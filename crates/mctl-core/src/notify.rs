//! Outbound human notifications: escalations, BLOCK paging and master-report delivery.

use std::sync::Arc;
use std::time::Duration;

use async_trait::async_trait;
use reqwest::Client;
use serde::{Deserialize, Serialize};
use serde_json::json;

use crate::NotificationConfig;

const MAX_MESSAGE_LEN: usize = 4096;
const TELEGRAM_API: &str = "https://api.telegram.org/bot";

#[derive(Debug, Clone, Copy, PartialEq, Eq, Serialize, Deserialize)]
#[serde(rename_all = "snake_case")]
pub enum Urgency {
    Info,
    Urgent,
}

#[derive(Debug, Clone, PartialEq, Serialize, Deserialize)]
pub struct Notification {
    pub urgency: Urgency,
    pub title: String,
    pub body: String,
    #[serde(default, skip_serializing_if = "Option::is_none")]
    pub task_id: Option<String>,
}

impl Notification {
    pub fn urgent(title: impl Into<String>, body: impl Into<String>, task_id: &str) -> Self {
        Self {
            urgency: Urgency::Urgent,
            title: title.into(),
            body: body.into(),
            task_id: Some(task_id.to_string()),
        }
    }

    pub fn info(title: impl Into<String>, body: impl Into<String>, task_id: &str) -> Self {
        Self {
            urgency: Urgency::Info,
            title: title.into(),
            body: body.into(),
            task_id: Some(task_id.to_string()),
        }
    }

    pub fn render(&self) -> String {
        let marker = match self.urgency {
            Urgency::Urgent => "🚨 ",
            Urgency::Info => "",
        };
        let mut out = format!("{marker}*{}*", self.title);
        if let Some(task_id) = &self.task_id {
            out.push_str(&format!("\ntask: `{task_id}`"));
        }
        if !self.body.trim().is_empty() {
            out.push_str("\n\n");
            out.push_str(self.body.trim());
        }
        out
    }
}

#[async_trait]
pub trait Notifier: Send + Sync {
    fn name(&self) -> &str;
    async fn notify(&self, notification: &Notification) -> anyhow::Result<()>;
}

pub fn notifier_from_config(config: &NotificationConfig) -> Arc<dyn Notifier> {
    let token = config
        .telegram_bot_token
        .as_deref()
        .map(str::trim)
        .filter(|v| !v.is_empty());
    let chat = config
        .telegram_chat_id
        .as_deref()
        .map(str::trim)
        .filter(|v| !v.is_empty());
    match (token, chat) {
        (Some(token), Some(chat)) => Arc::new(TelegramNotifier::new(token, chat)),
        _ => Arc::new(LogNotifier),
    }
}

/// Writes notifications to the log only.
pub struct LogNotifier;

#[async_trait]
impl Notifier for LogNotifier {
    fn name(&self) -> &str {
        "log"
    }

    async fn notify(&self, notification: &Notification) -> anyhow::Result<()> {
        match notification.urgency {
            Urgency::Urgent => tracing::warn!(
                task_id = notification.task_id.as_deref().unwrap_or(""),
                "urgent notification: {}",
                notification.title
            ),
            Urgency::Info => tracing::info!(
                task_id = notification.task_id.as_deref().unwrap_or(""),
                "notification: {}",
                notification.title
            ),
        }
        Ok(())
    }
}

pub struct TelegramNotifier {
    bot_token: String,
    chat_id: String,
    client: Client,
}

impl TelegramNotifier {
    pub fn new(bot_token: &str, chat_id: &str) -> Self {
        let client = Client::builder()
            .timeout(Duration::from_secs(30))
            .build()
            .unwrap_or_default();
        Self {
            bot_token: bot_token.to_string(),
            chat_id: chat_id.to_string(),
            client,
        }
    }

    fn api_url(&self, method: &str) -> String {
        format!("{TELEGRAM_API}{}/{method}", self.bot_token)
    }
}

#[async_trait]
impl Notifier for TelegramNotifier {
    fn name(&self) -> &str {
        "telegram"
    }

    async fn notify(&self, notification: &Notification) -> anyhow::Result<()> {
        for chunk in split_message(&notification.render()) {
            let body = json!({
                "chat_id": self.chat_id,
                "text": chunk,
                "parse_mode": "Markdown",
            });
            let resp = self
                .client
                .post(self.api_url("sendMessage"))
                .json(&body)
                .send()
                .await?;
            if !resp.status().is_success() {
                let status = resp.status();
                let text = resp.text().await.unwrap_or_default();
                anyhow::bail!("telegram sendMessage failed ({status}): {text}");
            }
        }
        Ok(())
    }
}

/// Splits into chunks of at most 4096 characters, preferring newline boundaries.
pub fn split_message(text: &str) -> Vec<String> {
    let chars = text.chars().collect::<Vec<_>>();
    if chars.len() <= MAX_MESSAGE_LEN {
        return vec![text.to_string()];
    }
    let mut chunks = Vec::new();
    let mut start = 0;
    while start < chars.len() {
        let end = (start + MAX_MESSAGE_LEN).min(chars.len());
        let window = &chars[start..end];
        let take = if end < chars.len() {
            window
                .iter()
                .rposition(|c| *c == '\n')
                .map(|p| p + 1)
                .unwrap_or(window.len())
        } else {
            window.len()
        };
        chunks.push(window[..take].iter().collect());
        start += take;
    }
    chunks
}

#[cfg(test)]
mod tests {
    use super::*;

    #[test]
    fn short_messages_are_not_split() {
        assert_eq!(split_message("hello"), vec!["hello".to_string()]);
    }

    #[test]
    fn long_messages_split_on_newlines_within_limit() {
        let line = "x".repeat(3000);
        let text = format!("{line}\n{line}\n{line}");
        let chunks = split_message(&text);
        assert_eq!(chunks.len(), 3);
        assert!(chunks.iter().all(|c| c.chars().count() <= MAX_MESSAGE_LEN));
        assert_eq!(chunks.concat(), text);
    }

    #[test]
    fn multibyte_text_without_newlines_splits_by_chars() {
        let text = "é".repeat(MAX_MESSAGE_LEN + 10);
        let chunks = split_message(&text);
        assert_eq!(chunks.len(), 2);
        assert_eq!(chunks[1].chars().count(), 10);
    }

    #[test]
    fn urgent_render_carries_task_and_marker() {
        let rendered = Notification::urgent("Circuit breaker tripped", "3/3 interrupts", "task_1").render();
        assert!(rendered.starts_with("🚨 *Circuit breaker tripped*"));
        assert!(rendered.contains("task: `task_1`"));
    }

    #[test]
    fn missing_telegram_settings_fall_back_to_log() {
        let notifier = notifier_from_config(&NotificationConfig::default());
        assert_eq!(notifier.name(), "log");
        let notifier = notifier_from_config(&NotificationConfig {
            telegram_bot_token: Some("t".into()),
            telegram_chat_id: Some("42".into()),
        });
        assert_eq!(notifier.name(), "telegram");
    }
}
============
» **WHAT THIS TASK INVOLVES**: From the records given above, copy all lines containing "Option".

» **SOLUTION**:
    #[serde(default, skip_serializing_if = "Option::is_none")]
    pub task_id: Option<String>,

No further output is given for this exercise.